Mentors: Max, Richard, Manuel

MDAnalysis already comes with a range of different standard analysis tools but currently lacks an implementation of a general dimension reduction algorithm, that can select an arbitrary number of dimensions of interest. 3 common general techniques are

There are python implementations for all of these algorithms but none of them currently work with MDAnalysis out of the box. This is because the current python implementations work on normal numpy arrays that stores a complete trajectory in memory, but MDAnalysis never loads the whole trajectory but only one frame at a time. This approach allows MDAnalysis to treat very large system on a normal laptop or workstation.

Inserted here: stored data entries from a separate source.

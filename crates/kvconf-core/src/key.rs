//! Key codec.
//!
//! Entity coordinates are encoded into one flat backend key so that prefix
//! scans can stand in for queries by id, id+version and id+version+label:
//!
//! ```text
//! configs/{id}/{version}          unlabeled configuration
//! configs/{id}/{version}/{label}  labeled configuration
//! groups/{id}/{version}           group
//! ```
//!
//! Nothing is decoded from keys. Coordinates travel inside the stored payload.

use kvconf_common::{CONFIGS_ROOT, GROUPS_ROOT, KEY_SEPARATOR, KvconfError, Result};
use uuid::Uuid;

/// Key of a configuration. An empty label adds no trailing segment, so the
/// unlabeled key is a prefix of every labeled key for the same id and version.
pub fn encode_config_key(id: &str, version: &str, label: &str) -> String {
    if label.is_empty() {
        format!("{CONFIGS_ROOT}/{id}/{version}")
    } else {
        format!("{CONFIGS_ROOT}/{id}/{version}/{label}")
    }
}

pub fn encode_group_key(id: &str, version: &str) -> String {
    format!("{GROUPS_ROOT}/{id}/{version}")
}

/// Prefix of every version and label of a configuration id
pub fn config_id_prefix(id: &str) -> String {
    format!("{CONFIGS_ROOT}/{id}/")
}

/// Prefix of every version of a group id
pub fn group_id_prefix(id: &str) -> String {
    format!("{GROUPS_ROOT}/{id}/")
}

/// Fresh random (v4) entity id
pub fn new_id() -> String {
    Uuid::new_v4().to_string()
}

/// Reject coordinate segments that would change the key's depth.
pub fn validate_segment(name: &str, value: &str, allow_empty: bool) -> Result<()> {
    if value.is_empty() && !allow_empty {
        return Err(KvconfError::validation(format!("{} must not be empty", name)));
    }
    if value.contains(KEY_SEPARATOR) {
        return Err(KvconfError::validation(format!(
            "{} must not contain '{}'",
            name, KEY_SEPARATOR
        )));
    }
    Ok(())
}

Of course you can also suggest us another dimension reduction algorithm that you would like to implement.

Increasing performance

Improve distance search

Difficulty: Hard

Mentors: Max, Richard, Manuel

Work with domain-decomposition algorithms to improve our distance search algorithms (cell grids) and/or implement distance search on GPUs using CUDA/OpenCL.

New input formats

Add new MD-Formats

Dificulty: Medium

Mentors: Max, Richard, Manuel

One of the strengths of MDAnalysis is its ability to support a wide range of different MD-formats. But we are still missing some like the new TNG file format from Gromacs or H5MD. Alternatively, you can also add a format that you want to use personally in MDAnalysis. This project will familiarize you with working with and connecting different APIs, as well as giving insight into how modern portable data storage file formats work.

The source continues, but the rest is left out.